▶ _Exercise objective_
Copy out each line of the data below in which "encryptor" appears.

[Saved data entries]
---

//! Typed rule configurations.
//!
//! # Data Flow
//! ```text
//! server.rules (generic RuleNode list)
//!     → swapper.rs (tag dispatch, typed deserialization)
//!     → RuleSet (ordered rules + first-occurrence index per kind)
//!     → resolvers look rules up by kind
//! ```
//!
//! # Design Decisions
//! - Rule order is preserved; lookups are first-match
//! - The kind→index map is built once, so lookups never rescan the list

pub mod swapper;

use std::collections::{BTreeMap, HashMap};

use serde::{Deserialize, Serialize};

use crate::persist::MetadataPersistConfig;

pub use swapper::{swap_to_rule_configurations, SwapError};

/// Tag identifying the kind of a [`RuleConfiguration`].
#[derive(Debug, Clone, Copy, PartialEq, Eq, Hash)]
pub enum RuleKind {
    Sharding,
    Encrypt,
    ReadwriteSplitting,
    MetadataPersist,
}

impl RuleKind {
    /// Parse a rule node tag. Matching ignores ASCII case and `-`/`_`.
    pub fn from_tag(tag: &str) -> Option<Self> {
        let normalized: String = tag
            .chars()
            .filter(|c| *c != '_' && *c != '-')
            .map(|c| c.to_ascii_lowercase())
            .collect();

        match normalized.as_str() {
            "sharding" => Some(Self::Sharding),
            "encrypt" => Some(Self::Encrypt),
            "readwritesplitting" => Some(Self::ReadwriteSplitting),
            "metadatapersist" => Some(Self::MetadataPersist),
            _ => None,
        }
    }

    /// Canonical tag, as written in the sample configuration.
    pub fn tag(self) -> &'static str {
        match self {
            Self::Sharding => "sharding",
            Self::Encrypt => "encrypt",
            Self::ReadwriteSplitting => "readwrite_splitting",
            Self::MetadataPersist => "metadata_persist",
        }
    }
}

/// Sharding rule: which logical tables are sharded and over which sources.
#[derive(Debug, Clone, Default, Deserialize, Serialize, PartialEq)]
#[serde(default)]
pub struct ShardingRuleConfiguration {
    pub tables: Vec<String>,
    pub data_sources: Vec<String>,
    pub default_sharding_column: Option<String>,
}

/// Encryption rule: columns to encrypt and the encryptor used.
#[derive(Debug, Clone, Default, Deserialize, Serialize, PartialEq)]
#[serde(default)]
pub struct EncryptRuleConfiguration {
    pub columns: Vec<String>,
    pub encryptor: Option<String>,
    pub props: BTreeMap<String, String>,
}

/// Read/write splitting rule.
#[derive(Debug, Clone, Deserialize, Serialize, PartialEq)]
pub struct ReadwriteSplittingRuleConfiguration {
    pub write_data_source: String,
    #[serde(default)]
    pub read_data_sources: Vec<String>,
}

/// Typed rule configuration, one variant per supported kind.
#[derive(Debug, Clone, PartialEq)]
pub enum RuleConfiguration {
    Sharding(ShardingRuleConfiguration),
    Encrypt(EncryptRuleConfiguration),
    ReadwriteSplitting(ReadwriteSplittingRuleConfiguration),
    MetadataPersist(MetadataPersistConfig),
}

impl RuleConfiguration {
    pub fn kind(&self) -> RuleKind {
        match self {
            Self::Sharding(_) => RuleKind::Sharding,
            Self::Encrypt(_) => RuleKind::Encrypt,
            Self::ReadwriteSplitting(_) => RuleKind::ReadwriteSplitting,
            Self::MetadataPersist(_) => RuleKind::MetadataPersist,
        }
    }
}

/// Ordered rule configurations with a first-occurrence index per kind.
#[derive(Debug, Clone, Default, PartialEq)]
pub struct RuleSet {
    rules: Vec<RuleConfiguration>,
    first_by_kind: HashMap<RuleKind, usize>,
}

impl RuleSet {
    pub fn new(rules: Vec<RuleConfiguration>) -> Self {
        let mut first_by_kind = HashMap::new();
        for (index, rule) in rules.iter().enumerate() {
            first_by_kind.entry(rule.kind()).or_insert(index);
        }
        Self {
            rules,
            first_by_kind,
        }
    }

    /// First rule of the given kind in declaration order.
    pub fn first(&self, kind: RuleKind) -> Option<&RuleConfiguration> {
        self.first_by_kind.get(&kind).map(|&index| &self.rules[index])
    }

    /// First metadata persistence rule, if any.
    pub fn metadata_persist(&self) -> Option<&MetadataPersistConfig> {
        match self.first(RuleKind::MetadataPersist) {
            Some(RuleConfiguration::MetadataPersist(config)) => Some(config),
            _ => None,
        }
    }

    pub fn iter(&self) -> impl Iterator<Item = &RuleConfiguration> {
        self.rules.iter()
    }

    pub fn len(&self) -> usize {
        self.rules.len()
    }

    pub fn is_empty(&self) -> bool {
        self.rules.is_empty()
    }
}

impl FromIterator<RuleConfiguration> for RuleSet {
    fn from_iter<I: IntoIterator<Item = RuleConfiguration>>(iter: I) -> Self {
        Self::new(iter.into_iter().collect())
    }
}

#[cfg(test)]
mod tests {
    use super::*;

    fn persist(kind: &str) -> RuleConfiguration {
        RuleConfiguration::MetadataPersist(MetadataPersistConfig {
            persist_type: kind.into(),
            overwrite: false,
            props: BTreeMap::new(),
        })
    }

    #[test]
    fn test_from_tag() {
        assert_eq!(RuleKind::from_tag("sharding"), Some(RuleKind::Sharding));
        assert_eq!(
            RuleKind::from_tag("READWRITE-SPLITTING"),
            Some(RuleKind::ReadwriteSplitting)
        );
        assert_eq!(
            RuleKind::from_tag("metadata_persist"),
            Some(RuleKind::MetadataPersist)
        );
        assert_eq!(RuleKind::from_tag("shadow"), None);
    }

    #[test]
    fn test_tag_round_trips_through_from_tag() {
        for kind in [
            RuleKind::Sharding,
            RuleKind::Encrypt,
            RuleKind::ReadwriteSplitting,
            RuleKind::MetadataPersist,
        ] {
            assert_eq!(RuleKind::from_tag(kind.tag()), Some(kind));
        }
    }

    #[test]
    fn test_first_returns_earliest_of_kind() {
        let set: RuleSet = vec![
            RuleConfiguration::Sharding(ShardingRuleConfiguration::default()),
            persist("ZooKeeper"),
            persist("Etcd"),
        ]
        .into_iter()
        .collect();

        assert_eq!(set.len(), 3);
        assert_eq!(set.metadata_persist().unwrap().persist_type, "ZooKeeper");
        assert!(set.first(RuleKind::Encrypt).is_none());
    }

    #[test]
    fn test_empty_set() {
        let set = RuleSet::default();
        assert!(set.is_empty());
        assert!(set.metadata_persist().is_none());
    }
}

---

▶ _Written answer_
/// Encryption rule: columns to encrypt and the encryptor used.
    pub encryptor: Option<String>,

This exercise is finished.